6th International Conference on Sustainability in Energy and Buildings, SEB-14

Stand-alone calculation tools are not the answer to embodied carbon

assessment

Chamindika I. Ariyaratnea*, Dr. Alice M. Moncasterb

aPeter Brett Associate, 16 Brewhouse Yard, Clerkenwell, London, EC1V 4LJ, UK bIDBE, University of Cambridge, 1-5 Scroope Terrace, Cambridge, CB2 IPX, UK

Abstract

Recent studies have shown that the importance of embodied carbon is growing in relation to assessing the environmental impact of buildings. This paper investigates how designers are looking to tackle this, and the effectiveness of some of the methods chosen. Although a number of commercial and non-commercial organisations are developing in-house tools to calculate embodied carbon, these lack the flexibility to be adopted by a wide range of users as well as the efficiency required to be appealing to designers at the early stages of a design. An alternative to these stand-alone tools is offered through the functionality of Building Information Modelling (BIM) software, which is capable of incorporating embodied carbon assessments as part of the normal design process. The potential of plug-in tools to obtain embodied carbon data from suppliers is an area that remains to be explored further.

© 2014The Authors.Publishedby Elsevier Ltd. This is an open access article under the CC BY-NC-ND license

(http://creativecommons.Org/licenses/by-nc-nd/3.0/).

Selection and peer-review under responsibility of KES International

Keywords: Embodied carbon; buildings; greenhouse gases; carbon dioxide; envionmental impact assessment

Nomenclature

LCA Life Cycle Assessment BIM Building Information Modelling 3D 3 Dimensional

* Corresponding author. Tel.: +44 7905148580; fax: +44 141 332 3304. E-mail address: cariyaratne@peterbrett.com

1876-6102 © 2014 The Authors. Published by Elsevier Ltd.

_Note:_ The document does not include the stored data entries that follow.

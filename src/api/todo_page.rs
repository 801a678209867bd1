//! Server-rendered todo list. Every navigation to [TODOS_PAGE_PATH] renders the list on the
//! server (or serves the viewer's cached copy), and the page's forms post back to handlers
//! here which write to the store, invalidate the cached page, and redirect back.

use crate::api::identity::CurrentUser;
use crate::domain::todo::driving_ports::{TodoError, TodoPort};
use crate::domain::todo::{InvalidPriority, MutationOutcome, NewTodo, Priority, Todo, UpdateTodo};
use crate::domain::user::UserIdentity;
use crate::external_connections::ExternalConnectivity;
use crate::page_cache::PageCache;
use crate::persistence::db_todo_driven_ports::{DbTodoReader, DbTodoWriter};
use crate::{AppState, SharedData};
use askama::Template;
use axum::extract::State;
use axum::http::StatusCode;
use axum::response::{Html, IntoResponse, Redirect, Response};
use axum::routing::{get, post};
use axum::{Form, Router};
use serde::Deserialize;
use std::sync::Arc;
use thiserror::Error;
use tracing::{debug, error, info};

/// Route of the rendered list. Also the key its cached copies are filed under.
pub const TODOS_PAGE_PATH: &str = "/todos";

pub fn todo_page_routes() -> Router<Arc<SharedData>> {
    Router::new()
        .route(
            TODOS_PAGE_PATH,
            get(
                |State(app_state): AppState, CurrentUser(viewer): CurrentUser| async move {
                    let mut ext_cxn = app_state.ext_cxn.clone();

                    render_todos_page(
                        viewer.as_ref(),
                        &mut ext_cxn,
                        &app_state.todo_service,
                        &app_state.page_cache,
                    )
                    .await
                },
            ),
        )
        .route(
            "/todos/add",
            post(
                |State(app_state): AppState,
                 CurrentUser(viewer): CurrentUser,
                 Form(form): Form<TodoForm>| async move {
                    let mut ext_cxn = app_state.ext_cxn.clone();

                    add_todo(
                        viewer.as_ref(),
                        form,
                        &mut ext_cxn,
                        &app_state.todo_service,
                        &app_state.page_cache,
                    )
                    .await
                },
            ),
        )
        .route(
            "/todos/edit",
            post(
                |State(app_state): AppState,
                 CurrentUser(viewer): CurrentUser,
                 Form(form): Form<TodoForm>| async move {
                    let mut ext_cxn = app_state.ext_cxn.clone();

                    edit_todo(
                        viewer.as_ref(),
                        form,
                        &mut ext_cxn,
                        &app_state.todo_service,
                        &app_state.page_cache,
                    )
                    .await
                },
            ),
        )
        .route(
            "/todos/delete",
            post(
                |State(app_state): AppState,
                 CurrentUser(viewer): CurrentUser,
                 Form(form): Form<TodoForm>| async move {
                    let mut ext_cxn = app_state.ext_cxn.clone();

                    delete_todo(
                        viewer.as_ref(),
                        form,
                        &mut ext_cxn,
                        &app_state.todo_service,
                        &app_state.page_cache,
                    )
                    .await
                },
            ),
        )
}

/// Fields posted by the add, edit, and delete forms. Each form only sends the fields it
/// has, so everything defaults to empty.
#[derive(Debug, Default, Deserialize)]
pub struct TodoForm {
    #[serde(default)]
    id: String,
    #[serde(default)]
    title: String,
    #[serde(default)]
    priority: String,
}

impl TodoForm {
    /// An empty or unreadable id is treated as missing
    fn todo_id(&self) -> Option<i32> {
        self.id.trim().parse().ok()
    }

    /// Priority falls back to low when the field is absent
    fn priority(&self) -> Result<Priority, PageError> {
        let raw = self.priority.trim();
        if raw.is_empty() {
            return Ok(Priority::Low);
        }

        let value = raw
            .parse::<i32>()
            .map_err(|_| PageError::UnreadablePriority(raw.to_owned()))?;
        Ok(Priority::try_from(value)?)
    }
}

#[derive(Debug, Error)]
enum PageError {
    #[error("Error fetching todos: {0:#}")]
    Fetch(anyhow::Error),
    #[error("Failed to {action} todo: {cause:#}")]
    Mutation {
        action: &'static str,
        cause: anyhow::Error,
    },
    #[error("Template rendering failed")]
    Template(#[from] askama::Error),
    #[error(transparent)]
    InvalidPriority(#[from] InvalidPriority),
    #[error("priority must be a number but was {0:?}")]
    UnreadablePriority(String),
}

impl PageError {
    fn mutation(action: &'static str) -> impl FnOnce(TodoError) -> PageError {
        move |TodoError::Store(cause)| PageError::Mutation { action, cause }
    }
}

impl IntoResponse for PageError {
    fn into_response(self) -> Response {
        error!("Todo page failed: {self}");
        let status_code = match self {
            PageError::InvalidPriority(_) | PageError::UnreadablePriority(_) => {
                StatusCode::BAD_REQUEST
            }
            _ => StatusCode::INTERNAL_SERVER_ERROR,
        };

        let error_template = ErrorMessageTemplate {
            message: self.to_string(),
        };
        let Ok(rendered) = error_template.render() else {
            return status_code.into_response();
        };

        (status_code, Html(rendered)).into_response()
    }
}

struct PriorityOption {
    value: i32,
    label: &'static str,
    selected: bool,
}

fn priority_options(selected: Priority) -> Vec<PriorityOption> {
    Priority::ALL
        .into_iter()
        .map(|priority| PriorityOption {
            value: priority.value(),
            label: priority.label(),
            selected: priority == selected,
        })
        .collect()
}

struct TodoRowView {
    id: i32,
    title: String,
    updated_at: String,
    options: Vec<PriorityOption>,
}

impl From<Todo> for TodoRowView {
    fn from(value: Todo) -> Self {
        TodoRowView {
            id: value.id,
            updated_at: value.updated_at.format("%Y-%m-%d %H:%M UTC").to_string(),
            options: priority_options(value.priority),
            title: value.title,
        }
    }
}

#[derive(Template)]
#[template(path = "todos.html")]
struct TodosPageTemplate {
    todos: Vec<TodoRowView>,
    new_todo_options: Vec<PriorityOption>,
}

impl TodosPageTemplate {
    fn new(todos: Vec<Todo>) -> Self {
        Self {
            todos: todos.into_iter().map(TodoRowView::from).collect(),
            new_todo_options: priority_options(Priority::Low),
        }
    }
}

#[derive(Template)]
#[template(path = "error_message.html")]
struct ErrorMessageTemplate {
    message: String,
}

/// Renders the viewer's list, reading the store at most once per render. A fresh render
/// only happens when no cached copy survived the last invalidation.
#[tracing::instrument(skip_all)]
async fn render_todos_page(
    viewer: Option<&UserIdentity>,
    ext_cxn: &mut impl ExternalConnectivity,
    todo_service: &impl TodoPort,
    page_cache: &PageCache,
) -> Result<Html<String>, PageError> {
    let viewer_key = viewer.map(|user| user.id.clone());
    if let Some(cached) = page_cache.get(TODOS_PAGE_PATH, &viewer_key) {
        debug!("Serving cached todo page");
        return Ok(Html(cached));
    }

    let rendered_from = page_cache.generation();
    let todos = todo_service
        .list_todos(viewer, &mut *ext_cxn, &DbTodoReader)
        .await
        .map_err(|TodoError::Store(err)| PageError::Fetch(err))?;
    let rendered = TodosPageTemplate::new(todos).render()?;
    page_cache.store(TODOS_PAGE_PATH, viewer_key, rendered.clone(), rendered_from);

    Ok(Html(rendered))
}

/// Sends the browser back to the list, dropping cached copies if the store changed
fn back_to_list(outcome: MutationOutcome, page_cache: &PageCache) -> Redirect {
    if outcome.reached_store() {
        page_cache.invalidate(TODOS_PAGE_PATH);
    }

    Redirect::to(TODOS_PAGE_PATH)
}

async fn add_todo(
    viewer: Option<&UserIdentity>,
    form: TodoForm,
    ext_cxn: &mut impl ExternalConnectivity,
    todo_service: &impl TodoPort,
    page_cache: &PageCache,
) -> Result<Redirect, PageError> {
    info!("Adding todo from form");
    let new_todo = NewTodo {
        priority: form.priority()?,
        title: form.title,
    };

    let outcome = todo_service
        .create_todo(viewer, &new_todo, &mut *ext_cxn, &DbTodoWriter)
        .await
        .map_err(PageError::mutation("add"))?;

    Ok(back_to_list(outcome, page_cache))
}

async fn edit_todo(
    viewer: Option<&UserIdentity>,
    form: TodoForm,
    ext_cxn: &mut impl ExternalConnectivity,
    todo_service: &impl TodoPort,
    page_cache: &PageCache,
) -> Result<Redirect, PageError> {
    let todo_id = form.todo_id();
    info!(?todo_id, "Editing todo from form");
    let update = UpdateTodo {
        priority: form.priority()?,
        title: form.title,
    };

    let outcome = todo_service
        .update_todo(viewer, todo_id, &update, &mut *ext_cxn, &DbTodoWriter)
        .await
        .map_err(PageError::mutation("update"))?;

    Ok(back_to_list(outcome, page_cache))
}

async fn delete_todo(
    viewer: Option<&UserIdentity>,
    form: TodoForm,
    ext_cxn: &mut impl ExternalConnectivity,
    todo_service: &impl TodoPort,
    page_cache: &PageCache,
) -> Result<Redirect, PageError> {
    let todo_id = form.todo_id();
    info!(?todo_id, "Deleting todo from form");

    let outcome = todo_service
        .delete_todo(viewer, todo_id, &mut *ext_cxn, &DbTodoWriter)
        .await
        .map_err(PageError::mutation("delete"))?;

    Ok(back_to_list(outcome, page_cache))
}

This is an open access article under the CC BY-NC-ND license

(http://creativecommons.org/licenses/by-nc-nd/3.0/).

Selection and peer-review under responsibility of KES International

doi: 10.1016/j.egypro.2014.12.376

1. Introduction

'The Stern Review', commission by the UK Government in 2006, pointed to the overwhelming amount of scientific evidence that highlighted the serious risks of climate change and the need for urgent action towards reducing emissions of greenhouse gases on a global scale [1]. Although the estimates of emissions associated with the construction industry tend to vary it is generally accepted that one third to one half of UK's carbon dioxide emissions are related to the construction and operation of buildings [2,], [3], [4]. The Innovation and Growth Team's report, 'Low Carbon Construction' made a number of recommendations to implement a low carbon approach in construction in the UK. This report identifies the importance of whole life carbon assessment during the design process (see Figure 1 below).

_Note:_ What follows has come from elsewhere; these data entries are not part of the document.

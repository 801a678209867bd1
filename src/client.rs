//! Client side of the todo list: a headless presenter ([TodoSession]) that talks to the JSON
//! API through a [TodoGateway], for use by a UI shell or a terminal front end.

pub mod gateway;
pub mod session;

pub use gateway::{GatewayError, HttpTodoGateway, TodoGateway};
pub use session::{SessionView, TodoRow, TodoSession};

use crate::domain::user::UserIdentity;
use anyhow::{Context, bail};
use jsonwebtoken::{Algorithm, DecodingKey, Validation, decode};
use serde::Deserialize;

/// A user signed in on this client, with the access token the identity provider issued them
#[derive(Clone, Debug, PartialEq, Eq)]
pub struct SignedInUser {
    pub identity: UserIdentity,
    pub access_token: String,
}

#[derive(Deserialize)]
struct SubjectClaim {
    sub: String,
}

impl SignedInUser {
    /// Reads who the token belongs to. The signature isn't checked here since the client
    /// doesn't hold the secret; the server verifies the token on every call.
    pub fn from_access_token(access_token: impl Into<String>) -> Result<Self, anyhow::Error> {
        let access_token = access_token.into();

        let mut validation = Validation::new(Algorithm::HS256);
        validation.insecure_disable_signature_validation();
        validation.validate_exp = false;
        validation.validate_aud = false;
        validation.required_spec_claims.clear();

        let claims = decode::<SubjectClaim>(&access_token, &DecodingKey::from_secret(&[]), &validation)
            .context("reading the access token")?
            .claims;
        if claims.sub.trim().is_empty() {
            bail!("access token has no subject");
        }

        Ok(SignedInUser {
            identity: UserIdentity::new(claims.sub),
            access_token,
        })
    }
}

Recommendation 2.1: That as soon as a sufficiently rigorous assessment system is in place, the Treasury should introduce into the Green Book a requirement to conduct a whole-life (embodied + operational) carbon appraisal and that this is factored into feasibility studies on the basis of a realistic price for carbon.

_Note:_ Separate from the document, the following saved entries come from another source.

use sqlx::PgConnection;

/// A borrowed handle to a live database connection. Driven adapters run their queries
/// against [ConnectionHandle::borrow_connection].
pub trait ConnectionHandle {
    fn borrow_connection(&mut self) -> &mut PgConnection;
}

/// Access to the external systems the service talks to. Business logic only ever sees this
/// trait so driven adapters can be swapped out (or faked in tests) freely.
pub trait ExternalConnectivity: Sync {
    type DbHandle<'cxn_borrow>: ConnectionHandle + Send
    where
        Self: 'cxn_borrow;

    async fn database_cxn(&mut self) -> Result<Self::DbHandle<'_>, anyhow::Error>;
}
use anyhow::Context;
use sqlx::PgPool;
use sqlx::postgres::PgPoolOptions;
use std::time::Duration;
use tracing::info;

/// Builds the connection pool the service runs its queries through
pub async fn connect_sqlx(db_url: &str) -> Result<PgPool, anyhow::Error> {
    PgPoolOptions::new()
        .max_connections(20)
        .acquire_timeout(Duration::from_secs(2))
        .connect(db_url)
        .await
        .context("connecting to the todo database")
}

/// Brings the `todos` table up to date with the migrations embedded at build time
pub async fn migrate(pool: &PgPool) -> Result<(), anyhow::Error> {
    sqlx::migrate!()
        .run(pool)
        .await
        .context("running database migrations")?;
    info!("Database migrations are up to date");

    Ok(())
}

Recommendation 2.2: That the industry should agree with Government a standard method of measuring embodied carbon for use as a design tool and (as Recommendation 2.1 above) for the purposes of scheme appraisal.

Fig. 1. Innovation and Growth Team's Recommendations [5, pp. 29-30]

Embodied carbon is defined as the sum of fuel-related and process-related carbon emissions associated with a building [6]-[8]. Calculations for embodied energy and carbon tend to include a number of stages for the life cycle of a building. The boundaries considered vary depending on the end results required and can be illustrated as in Figure 2 [2], [9], [10].

Fig. 2. Life Cycle Assessment Stages

The unique nature of buildings, multiple functionality, on-site assembly and long design life makes the life cycle assessment in the construction industry relatively limited [ 11]—[ 13]. Difficulty in obtaining a complete set of environmental data also makes the assessment process complex [11], [14]. There are a number of life cycle assessment tools currently in use. Athena Eco Calculator, Knowledgebase, Butterfly Tool, Carbon Calculator and BEES (Building for Environmental and Economic Sustainability) are some of the construction specific tools available to carry out life cycle assessments [8], [15].

The right time to carry out an environmental impact assessment on a design is a matter for debate. Although sustainability consultants claim that this should be done at the earliest possible stage, the decision is often affected

by factors such as budget, programme and resource availability. Arguably, the most important design decisions are made at the early stages of the design process [11], [16], [17]. However, in common practice environmental performance analysis of designs is often left until the design is developed to a detailed stage. This lack of early integration of sustainability assessments into the design process leads to extensive modifications being required at later stages to meet the performance criteria [18].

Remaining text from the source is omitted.